*** Begin section ***

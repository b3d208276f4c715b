//! HID output report layouts.
//!
//! | Report | Size | Layout |
//! |--------|------|--------|
//! | Keyboard | 8 | `[modifiers, reserved, key1..key6]` (boot protocol) |
//! | Mouse | 3 | `[buttons, dx:i8, dy:i8]` |
//! | Gamepad | 7 | `[buttons:u16 LE, hat, lx, ly, rx, ry]` |
//!
//! The report descriptors configured on the USB gadget must match these sizes.

use cbv0_core::semantics::HAT_CENTERED;

/// Boot-protocol keyboard report.
#[derive(Debug, Clone, Copy, Default, PartialEq, Eq)]
pub struct KeyboardReport {
    pub modifiers: u8,
    pub keys: [u8; 6],
}

impl KeyboardReport {
    pub const SIZE: usize = 8;

    pub fn as_bytes(&self) -> [u8; Self::SIZE] {
        let k = self.keys;
        [self.modifiers, 0, k[0], k[1], k[2], k[3], k[4], k[5]]
    }
}

/// Relative mouse report.  Deltas never exceed ±127.
#[derive(Debug, Clone, Copy, Default, PartialEq, Eq)]
pub struct MouseReport {
    pub buttons: u8,
    pub dx: i8,
    pub dy: i8,
}

impl MouseReport {
    pub const SIZE: usize = 3;

    pub fn as_bytes(&self) -> [u8; Self::SIZE] {
        [self.buttons, self.dx as u8, self.dy as u8]
    }
}

/// Gamepad report: 12 mask buttons, a hat for the D-pad, four 8-bit axes.
#[derive(Debug, Clone, Copy, PartialEq, Eq)]
pub struct GamepadReport {
    pub buttons: u16,
    /// 0–7 clockwise from up, [`HAT_CENTERED`] for none.
    pub hat: u8,
    pub left_x: i8,
    pub left_y: i8,
    pub right_x: i8,
    pub right_y: i8,
}

impl GamepadReport {
    pub const SIZE: usize = 7;

    /// Nothing pressed, hat centered, sticks centered.
    pub const fn neutral() -> Self {
        Self {
            buttons: 0,
            hat: HAT_CENTERED,
            left_x: 0,
            left_y: 0,
            right_x: 0,
            right_y: 0,
        }
    }

    pub fn as_bytes(&self) -> [u8; Self::SIZE] {
        let b = self.buttons.to_le_bytes();
        [
            b[0],
            b[1],
            self.hat,
            self.left_x as u8,
            self.left_y as u8,
            self.right_x as u8,
            self.right_y as u8,
        ]
    }
}

impl Default for GamepadReport {
    fn default() -> Self {
        Self::neutral()
    }
}
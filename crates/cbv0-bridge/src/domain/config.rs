//! Runtime settings of the report synthesizer.
//!
//! [`SynthesizerConfig`] is a plain struct with no I/O.  The infrastructure
//! layer builds it from the TOML file and CLI flags; tests build it from
//! [`Default`] and override single fields.

use std::time::Duration;

/// Timing and filtering parameters of the HID state machine.
#[derive(Debug, Clone, PartialEq)]
pub struct SynthesizerConfig {
    /// Spacing of mouse / gamepad reports.
    pub tick_interval: Duration,
    /// How long a momentary press (`op = Press`) stays down.
    pub press_duration: Duration,
    /// How long a bare trigger action stays down.
    pub pulse_duration: Duration,
    /// Upper bound on a legacy `WAIT_n`.
    pub max_wait: Duration,
    /// Stick deadzone on the 8-bit scale.
    pub deadzone: u8,
    /// Weight of the new stick sample per filter step, `0.0..=1.0`.
    pub smoothing: f32,
    /// Analog trigger values at or above this press the digital trigger.
    pub trigger_threshold: u8,
}

impl SynthesizerConfig {
    /// Tick interval for a rate in Hz.  Zero is treated as 1 Hz.
    pub fn interval_for_hz(hz: u32) -> Duration {
        Duration::from_secs(1) / hz.max(1)
    }
}

impl Default for SynthesizerConfig {
    /// | Field             | Default        |
    /// |-------------------|----------------|
    /// | tick_interval     | 8 ms (125 Hz)  |
    /// | press_duration    | 40 ms          |
    /// | pulse_duration    | 150 ms         |
    /// | max_wait          | 2 s            |
    /// | deadzone          | 3              |
    /// | smoothing         | 0.78           |
    /// | trigger_threshold | 128            |
    fn default() -> Self {
        Self {
            tick_interval: Self::interval_for_hz(125),
            press_duration: Duration::from_millis(40),
            pulse_duration: Duration::from_millis(150),
            max_wait: Duration::from_millis(2000),
            deadzone: 3,
            smoothing: 0.78,
            trigger_threshold: 128,
        }
    }
}
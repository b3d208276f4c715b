//! TOML configuration file for the bridge.
//!
//! Every field has a serde default, so a missing file, an empty file, or a
//! file written for an older version all load.  A complete file looks like:
//!
//! ```toml
//! [network]
//! bind_address = "0.0.0.0"
//! port = 9001
//!
//! [pacing]
//! tick_hz = 125
//! stats_interval_secs = 30
//!
//! [timing]
//! press_ms = 40
//! pulse_ms = 150
//! max_wait_ms = 2000
//!
//! [gamepad]
//! deadzone = 3
//! smoothing = 0.78
//! trigger_threshold = 128
//!
//! [output]
//! kind = "gadget"          # or "log" for a dry run
//! keyboard_device = "/dev/hidg0"
//! mouse_device = "/dev/hidg1"
//! gamepad_device = "/dev/hidg2"
//!
//! [logging]
//! level = "info"
//! ```

use std::net::SocketAddr;
use std::path::{Path, PathBuf};
use std::time::Duration;

use serde::{Deserialize, Serialize};
use thiserror::Error;

use crate::domain::config::SynthesizerConfig;

/// Error type for configuration file operations.
#[derive(Debug, Error)]
pub enum ConfigError {
    /// A file system I/O error occurred.
    #[error("I/O error accessing config at {path}: {source}")]
    Io {
        path: PathBuf,
        #[source]
        source: std::io::Error,
    },

    /// The TOML content could not be parsed.
    #[error("failed to parse config TOML: {0}")]
    Parse(#[from] toml::de::Error),

    /// The config could not be serialized to TOML.
    #[error("failed to serialize config: {0}")]
    Serialize(#[from] toml::ser::Error),

    /// `bind_address` and `port` do not form a socket address.
    #[error("invalid bind address {0:?}")]
    BadBindAddress(String),
}

// ── Config schema types ───────────────────────────────────────────────────────

/// Top-level bridge configuration stored on disk.
#[derive(Debug, Clone, Default, Serialize, Deserialize, PartialEq)]
pub struct AppConfig {
    #[serde(default)]
    pub network: NetworkConfig,
    #[serde(default)]
    pub pacing: PacingConfig,
    #[serde(default)]
    pub timing: TimingConfig,
    #[serde(default)]
    pub gamepad: GamepadConfig,
    #[serde(default)]
    pub output: OutputConfig,
    #[serde(default)]
    pub logging: LoggingConfig,
}

/// UDP listener settings.
#[derive(Debug, Clone, Serialize, Deserialize, PartialEq)]
pub struct NetworkConfig {
    /// IP address to bind to.  `"0.0.0.0"` binds all interfaces.
    #[serde(default = "default_bind_address")]
    pub bind_address: String,
    /// UDP port clients send frames to.
    #[serde(default = "default_port")]
    pub port: u16,
}

/// Output tick and housekeeping intervals.
#[derive(Debug, Clone, Serialize, Deserialize, PartialEq)]
pub struct PacingConfig {
    /// Mouse / gamepad report rate.
    #[serde(default = "default_tick_hz")]
    pub tick_hz: u32,
    /// How often dispatch counters are logged.  0 disables the log line.
    #[serde(default = "default_stats_interval_secs")]
    pub stats_interval_secs: u64,
}

/// Timed-action durations, in milliseconds.
#[derive(Debug, Clone, Serialize, Deserialize, PartialEq)]
pub struct TimingConfig {
    #[serde(default = "default_press_ms")]
    pub press_ms: u64,
    #[serde(default = "default_pulse_ms")]
    pub pulse_ms: u64,
    /// Upper bound on a legacy `WAIT_n`.
    #[serde(default = "default_max_wait_ms")]
    pub max_wait_ms: u64,
}

/// Stick and trigger conditioning.
#[derive(Debug, Clone, Serialize, Deserialize, PartialEq)]
pub struct GamepadConfig {
    /// Deadzone on the 8-bit axis scale.
    #[serde(default = "default_deadzone")]
    pub deadzone: u8,
    /// Weight of the new stick sample per filter step.
    #[serde(default = "default_smoothing")]
    pub smoothing: f32,
    /// Analog trigger value that presses the digital trigger button.
    #[serde(default = "default_trigger_threshold")]
    pub trigger_threshold: u8,
}

/// Where reports go.
#[derive(Debug, Clone, Copy, Default, Serialize, Deserialize, PartialEq, Eq)]
#[serde(rename_all = "lowercase")]
pub enum OutputKind {
    /// Linux USB gadget `/dev/hidgN` endpoints.
    #[default]
    Gadget,
    /// Log reports only.
    Log,
}

#[derive(Debug, Clone, Serialize, Deserialize, PartialEq)]
pub struct OutputConfig {
    #[serde(default)]
    pub kind: OutputKind,
    #[serde(default = "default_keyboard_device")]
    pub keyboard_device: PathBuf,
    #[serde(default = "default_mouse_device")]
    pub mouse_device: PathBuf,
    #[serde(default = "default_gamepad_device")]
    pub gamepad_device: PathBuf,
}

#[derive(Debug, Clone, Serialize, Deserialize, PartialEq)]
pub struct LoggingConfig {
    /// `tracing` level used when `RUST_LOG` is not set.
    #[serde(default = "default_log_level")]
    pub level: String,
}

// ── Default helpers ───────────────────────────────────────────────────────────

fn default_bind_address() -> String {
    "0.0.0.0".to_string()
}
fn default_port() -> u16 {
    9001
}
fn default_tick_hz() -> u32 {
    125
}
fn default_stats_interval_secs() -> u64 {
    30
}
fn default_press_ms() -> u64 {
    40
}
fn default_pulse_ms() -> u64 {
    150
}
fn default_max_wait_ms() -> u64 {
    2000
}
fn default_deadzone() -> u8 {
    3
}
fn default_smoothing() -> f32 {
    0.78
}
fn default_trigger_threshold() -> u8 {
    128
}
fn default_keyboard_device() -> PathBuf {
    PathBuf::from("/dev/hidg0")
}
fn default_mouse_device() -> PathBuf {
    PathBuf::from("/dev/hidg1")
}
fn default_gamepad_device() -> PathBuf {
    PathBuf::from("/dev/hidg2")
}
fn default_log_level() -> String {
    "info".to_string()
}

impl Default for NetworkConfig {
    fn default() -> Self {
        Self {
            bind_address: default_bind_address(),
            port: default_port(),
        }
    }
}

impl Default for PacingConfig {
    fn default() -> Self {
        Self {
            tick_hz: default_tick_hz(),
            stats_interval_secs: default_stats_interval_secs(),
        }
    }
}

impl Default for TimingConfig {
    fn default() -> Self {
        Self {
            press_ms: default_press_ms(),
            pulse_ms: default_pulse_ms(),
            max_wait_ms: default_max_wait_ms(),
        }
    }
}

impl Default for GamepadConfig {
    fn default() -> Self {
        Self {
            deadzone: default_deadzone(),
            smoothing: default_smoothing(),
            trigger_threshold: default_trigger_threshold(),
        }
    }
}

impl Default for OutputConfig {
    fn default() -> Self {
        Self {
            kind: OutputKind::default(),
            keyboard_device: default_keyboard_device(),
            mouse_device: default_mouse_device(),
            gamepad_device: default_gamepad_device(),
        }
    }
}

impl Default for LoggingConfig {
    fn default() -> Self {
        Self {
            level: default_log_level(),
        }
    }
}

// ── Derived settings ──────────────────────────────────────────────────────────

impl AppConfig {
    /// The UDP address to bind.
    ///
    /// # Errors
    ///
    /// Returns [`ConfigError::BadBindAddress`] if `bind_address` is not an IP
    /// address.
    pub fn bind_addr(&self) -> Result<SocketAddr, ConfigError> {
        let text = format!("{}:{}", self.network.bind_address, self.network.port);
        text.parse().map_err(|_| ConfigError::BadBindAddress(text))
    }

    /// Synthesizer settings taken from `[pacing]`, `[timing]` and `[gamepad]`.
    pub fn synthesizer_config(&self) -> SynthesizerConfig {
        SynthesizerConfig {
            tick_interval: SynthesizerConfig::interval_for_hz(self.pacing.tick_hz),
            press_duration: Duration::from_millis(self.timing.press_ms),
            pulse_duration: Duration::from_millis(self.timing.pulse_ms),
            max_wait: Duration::from_millis(self.timing.max_wait_ms),
            deadzone: self.gamepad.deadzone,
            smoothing: self.gamepad.smoothing.clamp(0.0, 1.0),
            trigger_threshold: self.gamepad.trigger_threshold,
        }
    }

    /// `None` when periodic stats logging is disabled.
    pub fn stats_interval(&self) -> Option<Duration> {
        (self.pacing.stats_interval_secs > 0)
            .then(|| Duration::from_secs(self.pacing.stats_interval_secs))
    }
}

// ── Config repository ─────────────────────────────────────────────────────────

/// Loads `AppConfig` from `path`, returning `AppConfig::default()` if the
/// file does not exist.
///
/// # Errors
///
/// Returns [`ConfigError::Io`] for file-system errors other than "not found",
/// and [`ConfigError::Parse`] if the TOML is malformed.
pub fn load_config(path: &Path) -> Result<AppConfig, ConfigError> {
    match std::fs::read_to_string(path) {
        Ok(content) => Ok(toml::from_str(&content)?),
        Err(e) if e.kind() == std::io::ErrorKind::NotFound => Ok(AppConfig::default()),
        Err(source) => Err(ConfigError::Io {
            path: path.to_path_buf(),
            source,
        }),
    }
}

/// Writes `config` to `path` as pretty TOML, creating parent directories.
///
/// # Errors
///
/// Returns [`ConfigError::Io`] for file-system failures or
/// [`ConfigError::Serialize`] if serialization fails.
pub fn save_config(path: &Path, config: &AppConfig) -> Result<(), ConfigError> {
    if let Some(dir) = path.parent().filter(|d| !d.as_os_str().is_empty()) {
        std::fs::create_dir_all(dir).map_err(|source| ConfigError::Io {
            path: dir.to_path_buf(),
            source,
        })?;
    }

    let content = toml::to_string_pretty(config)?;
    std::fs::write(path, content).map_err(|source| ConfigError::Io {
        path: path.to_path_buf(),
        source,
    })
}

// ── Tests ─────────────────────────────────────────────────────────────────────
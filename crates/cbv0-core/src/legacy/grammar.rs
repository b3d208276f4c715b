//! Tokenizer and token grammar for legacy ASCII command lines.
//!
//! A line is a comma/whitespace separated list of tokens, for example
//! `"MOUSE_LEFT_DOWN,WAIT_50,MOUSE_LEFT_UP"` or `"DELTA:0.5,-0.25"`.
//! Tokens are matched case-insensitively.
//!
//! Because the separator is also the coordinate separator, [`tokenize_line`]
//! glues `DELTA:0.5` and `-0.25` back together before parsing.
//!
//! | Token | Meaning |
//! |-------|---------|
//! | `DELTA:dx,dy` | relative mouse move in normalized units |
//! | `MOUSE_LEFT_DOWN` / `_UP` / `_HOLD` / `_RELEASE` | mouse button hold / release |
//! | `MOUSE_LEFT` | mouse click |
//! | `KEY_DOWN:name` / `KEY_UP:name` | key hold / release |
//! | `name` | key tap |
//! | `X360A`, `X360A_HOLD`, `X360A_RELEASE` | gamepad press / hold / release |
//! | `BUTTON_A_PRESSED` / `BUTTON_A_RELEASED` | gamepad hold / release |
//! | `BUTTON_DPAD_UP` | D-pad press |
//! | `LS:x,y`, `STICK_R:x,y`, ... | stick position, normalized |
//! | `LS_UP`, `RS_LEFT`, ... | stick pushed fully in one direction |
//! | `LT:v`, `TRIGGER_R:v` | analog trigger, normalized 0..1 |
//! | `LT`, `LT_HOLD`, `LT_RELEASE` | digital trigger pulse / hold / release |
//! | `WAIT_n` | delay the rest of the line by `n` ms |
//! | `SOFT_RESET` / `RESET` | release everything |
//! | `HARD_RESET` / `REBOOT` | restart the bridge |
//! | `PING`, `KEY_SYNC:*`, `TOUCHPAD_END`, `TOUCH_END`, `MOUSE_RESET` | ignored |

use thiserror::Error;

use crate::protocol::messages::{ActionOp, Side};
use crate::semantics::gamepad::{stick_side, GamepadButton};
use crate::semantics::mouse::MouseButton;

/// One parsed legacy token.
#[derive(Debug, Clone, PartialEq)]
pub enum LegacyToken {
    /// Relative move in normalized units (scaled by the delta gain later).
    Delta { dx: f32, dy: f32 },
    MouseButton { op: ActionOp, button: MouseButton },
    /// Key by name; the name is kept lower-case and resolved later so unknown
    /// names can be absorbed.
    Key { op: ActionOp, name: String },
    GamepadButton { op: ActionOp, button: GamepadButton },
    /// Stick position in `[-1, 1]`, Y pointing up.
    Stick { side: Side, x: f32, y: f32 },
    /// Analog trigger in `[0, 1]`.
    Trigger { side: Side, value: f32 },
    /// Digital trigger action.
    TriggerAction { op: ActionOp, side: Side },
    Wait { ms: u64 },
    SoftReset,
    HardReset,
    /// Recognized token with no effect (keep-alives, touch lifecycle).
    Noop,
}

/// A token that matches nothing in the grammar.
#[derive(Debug, Clone, Error, PartialEq, Eq)]
pub enum GrammarError {
    #[error("empty token")]
    Empty,

    #[error("bad number in token {0:?}")]
    BadNumber(String),

    #[error("unknown directive {0:?}")]
    UnknownDirective(String),
}

// ── Tokenizing ────────────────────────────────────────────────────────────────

/// Directives whose argument is an `x,y` pair.
const PAIR_DIRECTIVES: &[&str] = &["DELTA", "STICK", "STICK_L", "STICK_R", "LS", "RS", "L", "R", "LEFT", "RIGHT"];

/// Splits a line into tokens.
///
/// Leading `player1:`/`player2:` and surrounding whitespace/commas are
/// stripped; empty pieces are dropped.
pub fn tokenize_line(line: &str) -> Vec<String> {
    let line = strip_player_prefix(line.trim()).trim_matches(|c: char| c == ',' || c.is_whitespace());

    let mut tokens: Vec<String> = Vec::new();
    let pieces = line
        .split(|c: char| c == ',' || c.is_whitespace())
        .filter(|p| !p.is_empty());

    for piece in pieces {
        if let Some(last) = tokens.last_mut() {
            if wants_more(last, piece) {
                if !last.ends_with(':') {
                    last.push(',');
                }
                last.push_str(piece);
                continue;
            }
        }
        tokens.push(piece.to_string());
    }
    tokens
}

/// Whether `piece` is the missing argument of the directive in `token`.
fn wants_more(token: &str, piece: &str) -> bool {
    let Some((head, args)) = token.split_once(':') else {
        return false;
    };
    let head = head.to_ascii_uppercase();
    if PAIR_DIRECTIVES.contains(&head.as_str()) {
        let have = args.split(',').filter(|a| !a.is_empty()).count();
        have < 2 && piece.parse::<f32>().is_ok()
    } else {
        // Single-argument directives (`KEY_DOWN:`, `LT:`) written with a space.
        args.is_empty()
    }
}

fn strip_player_prefix(s: &str) -> &str {
    for prefix in ["player1:", "player2:"] {
        if let Some(head) = s.get(..prefix.len()) {
            if head.eq_ignore_ascii_case(prefix) {
                return &s[prefix.len()..];
            }
        }
    }
    s
}

// ── Parsing ───────────────────────────────────────────────────────────────────

/// Parses a single token.
///
/// Anything that is not a recognized directive and contains no `:` is a key
/// tap; the key name is validated only when it is resolved.
///
/// # Errors
///
/// [`GrammarError::Empty`] for a blank token, [`GrammarError::BadNumber`]
/// when a numeric argument does not parse, [`GrammarError::UnknownDirective`]
/// for an unrecognized `NAME:args` token.
pub fn parse_token(raw: &str) -> Result<LegacyToken, GrammarError> {
    let raw = strip_player_prefix(raw.trim()).trim_end_matches(',').trim();
    if raw.is_empty() {
        return Err(GrammarError::Empty);
    }
    let upper = raw.to_ascii_uppercase();
    let bad_number = || GrammarError::BadNumber(raw.to_string());

    match upper.as_str() {
        "PING" | "TOUCHPAD_END" | "TOUCH_END" | "MOUSE_RESET" => return Ok(LegacyToken::Noop),
        "SOFT_RESET" | "RESET" => return Ok(LegacyToken::SoftReset),
        "HARD_RESET" | "REBOOT" => return Ok(LegacyToken::HardReset),
        _ => {}
    }

    if let Some((head, args)) = upper.split_once(':') {
        let raw_args = &raw[head.len() + 1..];
        return match head {
            "KEY_SYNC" => Ok(LegacyToken::Noop),
            "DELTA" => {
                let (dx, dy) = parse_pair(args).ok_or_else(bad_number)?;
                Ok(LegacyToken::Delta { dx, dy })
            }
            "KEY_DOWN" | "KEY_UP" => {
                let name = raw_args.trim();
                if name.is_empty() {
                    return Err(GrammarError::UnknownDirective(raw.to_string()));
                }
                let op = if head == "KEY_DOWN" { ActionOp::Hold } else { ActionOp::Release };
                Ok(LegacyToken::Key { op, name: name.to_ascii_lowercase() })
            }
            "LT" | "TRIGGER_L" | "RT" | "TRIGGER_R" => {
                let side = match head {
                    "LT" | "TRIGGER_L" => Side::Left,
                    _ => Side::Right,
                };
                let value = args.trim().parse::<f32>().map_err(|_| bad_number())?;
                Ok(LegacyToken::Trigger { side, value })
            }
            _ => match stick_side(head) {
                Some(side) => {
                    let (x, y) = parse_pair(args).ok_or_else(bad_number)?;
                    Ok(LegacyToken::Stick { side, x, y })
                }
                None => Err(GrammarError::UnknownDirective(raw.to_string())),
            },
        };
    }

    if let Some(ms) = upper.strip_prefix("WAIT_") {
        let ms = ms.parse::<u64>().map_err(|_| bad_number())?;
        return Ok(LegacyToken::Wait { ms });
    }

    if let Some(token) = parse_mouse(&upper)
        .or_else(|| parse_stick_shortcut(&upper))
        .or_else(|| parse_trigger_action(&upper))
        .or_else(|| parse_x360(&upper))
        .or_else(|| parse_button_event(&upper))
    {
        return Ok(token);
    }

    Ok(LegacyToken::Key {
        op: ActionOp::Press,
        name: raw.to_ascii_lowercase(),
    })
}

fn parse_pair(args: &str) -> Option<(f32, f32)> {
    let (x, y) = args.split_once(',')?;
    Some((x.trim().parse().ok()?, y.trim().parse().ok()?))
}

/// `MOUSE_LEFT`, `MOUSE_LEFT_DOWN`, `MOUSE_RIGHT_RELEASE`, ...
fn parse_mouse(upper: &str) -> Option<LegacyToken> {
    let rest = upper.strip_prefix("MOUSE_")?;
    let (name, suffix) = match rest.split_once('_') {
        Some((name, suffix)) => (name, Some(suffix)),
        None => (rest, None),
    };
    let button = MouseButton::from_name(name)?;
    let op = match suffix {
        None => ActionOp::Press,
        Some("DOWN") | Some("HOLD") => ActionOp::Hold,
        Some("UP") | Some("RELEASE") => ActionOp::Release,
        Some(_) => return None,
    };
    Some(LegacyToken::MouseButton { op, button })
}

/// `LS_UP`, `RS_LEFT`, ...: full deflection in one direction.
fn parse_stick_shortcut(upper: &str) -> Option<LegacyToken> {
    let (stick, direction) = upper.split_once('_')?;
    if stick != "LS" && stick != "RS" {
        return None;
    }
    let side = stick_side(stick)?;
    let (x, y) = match direction {
        "UP" => (0.0, 1.0),
        "DOWN" => (0.0, -1.0),
        "LEFT" => (-1.0, 0.0),
        "RIGHT" => (1.0, 0.0),
        _ => return None,
    };
    Some(LegacyToken::Stick { side, x, y })
}

/// `LT`, `LT_HOLD`, `LT_RELEASE` and the `RT` equivalents.
fn parse_trigger_action(upper: &str) -> Option<LegacyToken> {
    let (side, suffix) = if let Some(s) = upper.strip_prefix("LT") {
        (Side::Left, s)
    } else if let Some(s) = upper.strip_prefix("RT") {
        (Side::Right, s)
    } else {
        return None;
    };
    let op = match suffix {
        "" => ActionOp::Press,
        "_HOLD" => ActionOp::Hold,
        "_RELEASE" => ActionOp::Release,
        _ => return None,
    };
    Some(LegacyToken::TriggerAction { op, side })
}

/// `X360A` (momentary), `X360A_HOLD`, `X360A_RELEASE`.
fn parse_x360(upper: &str) -> Option<LegacyToken> {
    let rest = upper.strip_prefix("X360")?;
    let (name, op) = if let Some(name) = rest.strip_suffix("_HOLD") {
        (name, ActionOp::Hold)
    } else if let Some(name) = rest.strip_suffix("_RELEASE") {
        (name, ActionOp::Release)
    } else {
        (rest, ActionOp::Press)
    };
    let button = GamepadButton::from_name(name)?;
    Some(LegacyToken::GamepadButton { op, button })
}

/// `BUTTON_A_PRESSED`, `BUTTON_A_RELEASED`, `BUTTON_DPAD_UP`.
fn parse_button_event(upper: &str) -> Option<LegacyToken> {
    let rest = upper.strip_prefix("BUTTON_")?;
    let (name, op) = if let Some(name) = rest.strip_suffix("_PRESSED") {
        (name, ActionOp::Hold)
    } else if let Some(name) = rest.strip_suffix("_RELEASED") {
        (name, ActionOp::Release)
    } else if rest.starts_with("DPAD_") {
        (rest, ActionOp::Press)
    } else {
        return None;
    };
    let button = GamepadButton::from_name(name)?;
    Some(LegacyToken::GamepadButton { op, button })
}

*** End section ***

Of the records above, copy each line that includes "normalized".

//! | `DELTA:dx,dy` | relative mouse move in normalized units |
//! | `LS:x,y`, `STICK_R:x,y`, ... | stick position, normalized |
//! | `LT:v`, `TRIGGER_R:v` | analog trigger, normalized 0..1 |
    /// Relative move in normalized units (scaled by the delta gain later).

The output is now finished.